> **Aim of the task**
Which lines come from the start of the records through the line that holds "#![warn(clippy::print_stderr)]"? Write them out word for word.

Records excerpted from a collection:
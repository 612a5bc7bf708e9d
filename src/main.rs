#![forbid(unsafe_code)]
#![warn(clippy::all)]
#![warn(clippy::pedantic)]
#![warn(clippy::nursery)]
#![warn(clippy::unwrap_used)]
#![warn(clippy::todo)]
#![warn(clippy::panic)]
#![warn(clippy::dbg_macro)]
#![warn(clippy::print_stdout)]
#![warn(clippy::print_stderr)]
#![warn(clippy::clone_on_ref_ptr)]
#![warn(unreachable_pub)]
#![warn(missing_debug_implementations)]
#![warn(unused_qualifications)]
#![deny(unused_must_use)]

use formrelay_server::api::MgmtState;
use formrelay_server::config::Config;
use formrelay_server::domain::request_log::LogEndpoint;
use formrelay_server::{AppBuilder, telemetry};
use std::net::SocketAddr;
use tokio::sync::watch;
use tracing::Instrument;

#[tokio::main]
async fn main() -> anyhow::Result<()> {
    let config = Config::load();
    let telemetry_guard = telemetry::init_telemetry(&config.telemetry)?;

    formrelay_server::setup_panic_hook();

    let boot_span = tracing::info_span!("boot_server");
    let (api_listener, mgmt_listener, app_router, mgmt_app, request_log, shutdown_rx) = async {
        // Phase 1: Component wiring
        let app = AppBuilder::new(config.clone()).build()?;

        let (shutdown_tx, shutdown_rx) = watch::channel(false);
        formrelay_server::spawn_signal_handler(shutdown_tx);

        // Phase 2: Listeners and routers
        let app_router = formrelay_server::api::app_router(&config, app.services);
        let mgmt_app = formrelay_server::api::mgmt_router(MgmtState { health_service: app.health_service });

        let api_addr: SocketAddr = format!("{}:{}", config.server.host, config.server.port).parse()?;
        let mgmt_addr: SocketAddr = format!("{}:{}", config.server.host, config.server.mgmt_port).parse()?;

        let api_listener = tokio::net::TcpListener::bind(api_addr).await?;
        let mgmt_listener = tokio::net::TcpListener::bind(mgmt_addr).await?;

        tracing::info!(address = %api_addr, "listening");
        tracing::info!(address = %mgmt_addr, "management server listening");
        app.request_log.info(LogEndpoint::Server, format!("Server running on port {}", config.server.port)).await;

        Ok::<_, anyhow::Error>((api_listener, mgmt_listener, app_router, mgmt_app, app.request_log, shutdown_rx))
    }
    .instrument(boot_span)
    .await?;

    // Phase 3: Serve until a shutdown signal arrives
    let mut api_rx = shutdown_rx.clone();
    let api_server = axum::serve(api_listener, app_router.into_make_service_with_connect_info::<SocketAddr>())
        .with_graceful_shutdown(async move {
            let _ = api_rx.wait_for(|&s| s).await;
        });

    let mut mgmt_rx = shutdown_rx.clone();
    let mgmt_server = axum::serve(mgmt_listener, mgmt_app.into_make_service_with_connect_info::<SocketAddr>())
        .with_graceful_shutdown(async move {
            let _ = mgmt_rx.wait_for(|&s| s).await;
        });

    // Phase 4: Bounded drain of in-flight requests
    let drain_timeout = std::time::Duration::from_secs(config.server.shutdown_timeout_secs);
    let mut drain_rx = shutdown_rx.clone();
    let servers = async { tokio::try_join!(api_server, mgmt_server) };
    let deadline = async {
        let _ = drain_rx.wait_for(|&s| s).await;
        tokio::time::sleep(drain_timeout).await;
    };

    tokio::select! {
        result = servers => {
            if let Err(e) = result {
                tracing::error!(error = %e, "Server error");
            }
        }
        () = deadline => {
            tracing::warn!("Timeout waiting for in-flight requests to finish.");
        }
    }

    request_log.info(LogEndpoint::Server, "Server stopped").await;
    telemetry_guard.shutdown();
    Ok(())
}
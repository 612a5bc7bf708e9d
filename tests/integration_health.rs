#![allow(clippy::unwrap_used, clippy::panic, clippy::missing_panics_doc, clippy::must_use_candidate, missing_debug_implementations, clippy::clone_on_ref_ptr, unreachable_pub)]
use axum::http::StatusCode;
mod common;
use common::{Behaviour, MockTransport, TestApp};

#[tokio::test]
async fn test_livez() {
    let app = TestApp::spawn().await;

    let resp = app.client.get(format!("{}/livez", app.mgmt_url)).send().await.unwrap();

    assert_eq!(resp.status(), StatusCode::OK);
}

#[tokio::test]
async fn test_readyz_happy_path() {
    let app = TestApp::spawn().await;

    let resp = app.client.get(format!("{}/readyz", app.mgmt_url)).send().await.unwrap();

    assert_eq!(resp.status(), StatusCode::OK);

    let body: serde_json::Value = resp.json().await.unwrap();
    assert_eq!(body["status"], "ok");
    assert_eq!(body["transport"], "ok");
    assert_eq!(body["logs"], "ok");
}

#[tokio::test]
async fn test_readyz_transport_error() {
    let app = TestApp::spawn_with_transports(MockTransport::new("primary", Behaviour::Reject), None).await;

    let resp = app.client.get(format!("{}/readyz", app.mgmt_url)).send().await.unwrap();

    assert_eq!(resp.status(), StatusCode::SERVICE_UNAVAILABLE);

    let body: serde_json::Value = resp.json().await.unwrap();
    assert_eq!(body["status"], "error");
    assert_eq!(body["transport"], "error");
    assert_eq!(body["logs"], "ok");
}

#[tokio::test]
async fn test_readyz_log_directory_error() {
    let mut config = common::get_test_config();
    let blocker = std::env::temp_dir().join(format!("formrelay-blocker-{}", uuid::Uuid::new_v4()));
    std::fs::write(&blocker, b"not a directory").unwrap();
    config.request_log.dir = blocker.join("logs").to_string_lossy().into_owned();

    let app = TestApp::spawn_with(config, MockTransport::new("primary", Behaviour::Accept), None).await;

    let resp = app.client.get(format!("{}/readyz", app.mgmt_url)).send().await.unwrap();

    assert_eq!(resp.status(), StatusCode::SERVICE_UNAVAILABLE);

    let body: serde_json::Value = resp.json().await.unwrap();
    assert_eq!(body["status"], "error");
    assert_eq!(body["transport"], "ok");
    assert_eq!(body["logs"], "error");

    // Requests still succeed when the log cannot be written.
    let resp = app
        .post_json(
            "/contact",
            &serde_json::json!({"name": "Ana", "email": "ana@example.com", "subject": "booking", "message": "Hi"}),
        )
        .await;
    assert_eq!(resp.status(), StatusCode::OK);

    std::fs::remove_file(blocker).ok();
}
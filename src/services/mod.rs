pub mod airport_service;
pub mod composer;
pub mod delivery;
pub mod health_service;
pub mod rate_limit_service;
pub mod request_log;
pub mod submission_service;
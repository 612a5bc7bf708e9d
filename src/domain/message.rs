use lettre::Address;

#[derive(Debug, Clone, Copy, PartialEq, Eq)]
pub enum RecipientRole {
    To,
    Cc,
    Bcc,
}

#[derive(Debug, Clone, PartialEq, Eq)]
pub struct Recipient {
    pub role: RecipientRole,
    pub address: Address,
}

/// A transport-ready e-mail. Immutable once built.
#[derive(Debug, Clone, PartialEq, Eq)]
pub struct OutboundMessage {
    recipients: Vec<Recipient>,
    subject: String,
    body: String,
    reply_to: Option<Address>,
}

impl OutboundMessage {
    #[must_use]
    pub fn builder(to: Address, subject: impl Into<String>, body: impl Into<String>) -> OutboundMessageBuilder {
        OutboundMessageBuilder {
            recipients: vec![Recipient { role: RecipientRole::To, address: to }],
            subject: subject.into(),
            body: body.into(),
            reply_to: None,
        }
    }

    #[must_use]
    pub fn recipients(&self) -> &[Recipient] {
        &self.recipients
    }

    pub fn recipients_with_role(&self, role: RecipientRole) -> impl Iterator<Item = &Address> {
        self.recipients.iter().filter(move |r| r.role == role).map(|r| &r.address)
    }

    #[must_use]
    pub fn subject(&self) -> &str {
        &self.subject
    }

    #[must_use]
    pub fn body(&self) -> &str {
        &self.body
    }

    #[must_use]
    pub const fn reply_to(&self) -> Option<&Address> {
        self.reply_to.as_ref()
    }

    /// Primary recipients joined for log lines.
    #[must_use]
    pub fn to_display(&self) -> String {
        self.recipients_with_role(RecipientRole::To).map(ToString::to_string).collect::<Vec<_>>().join(", ")
    }

    /// Same body and reply-to, a single new recipient and a prefixed subject.
    #[must_use]
    pub fn redirected(&self, to: Address, subject_prefix: &str) -> Self {
        Self {
            recipients: vec![Recipient { role: RecipientRole::To, address: to }],
            subject: format!("{subject_prefix}{}", self.subject),
            body: self.body.clone(),
            reply_to: self.reply_to.clone(),
        }
    }
}

#[derive(Debug)]
pub struct OutboundMessageBuilder {
    recipients: Vec<Recipient>,
    subject: String,
    body: String,
    reply_to: Option<Address>,
}

impl OutboundMessageBuilder {
    #[must_use]
    pub fn cc(mut self, address: Address) -> Self {
        self.recipients.push(Recipient { role: RecipientRole::Cc, address });
        self
    }

    #[must_use]
    pub fn bcc(mut self, address: Address) -> Self {
        self.recipients.push(Recipient { role: RecipientRole::Bcc, address });
        self
    }

    #[must_use]
    pub fn reply_to(mut self, address: Address) -> Self {
        self.reply_to = Some(address);
        self
    }

    #[must_use]
    pub fn build(self) -> OutboundMessage {
        OutboundMessage { recipients: self.recipients, subject: self.subject, body: self.body, reply_to: self.reply_to }
    }
}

> **Task response**
repository 612a5bc7bf708e9d
filename src/main.rs
#![forbid(unsafe_code)]
#![warn(clippy::all)]
#![warn(clippy::pedantic)]
#![warn(clippy::nursery)]
#![warn(clippy::unwrap_used)]
#![warn(clippy::todo)]
#![warn(clippy::panic)]
#![warn(clippy::dbg_macro)]
#![warn(clippy::print_stdout)]
#![warn(clippy::print_stderr)]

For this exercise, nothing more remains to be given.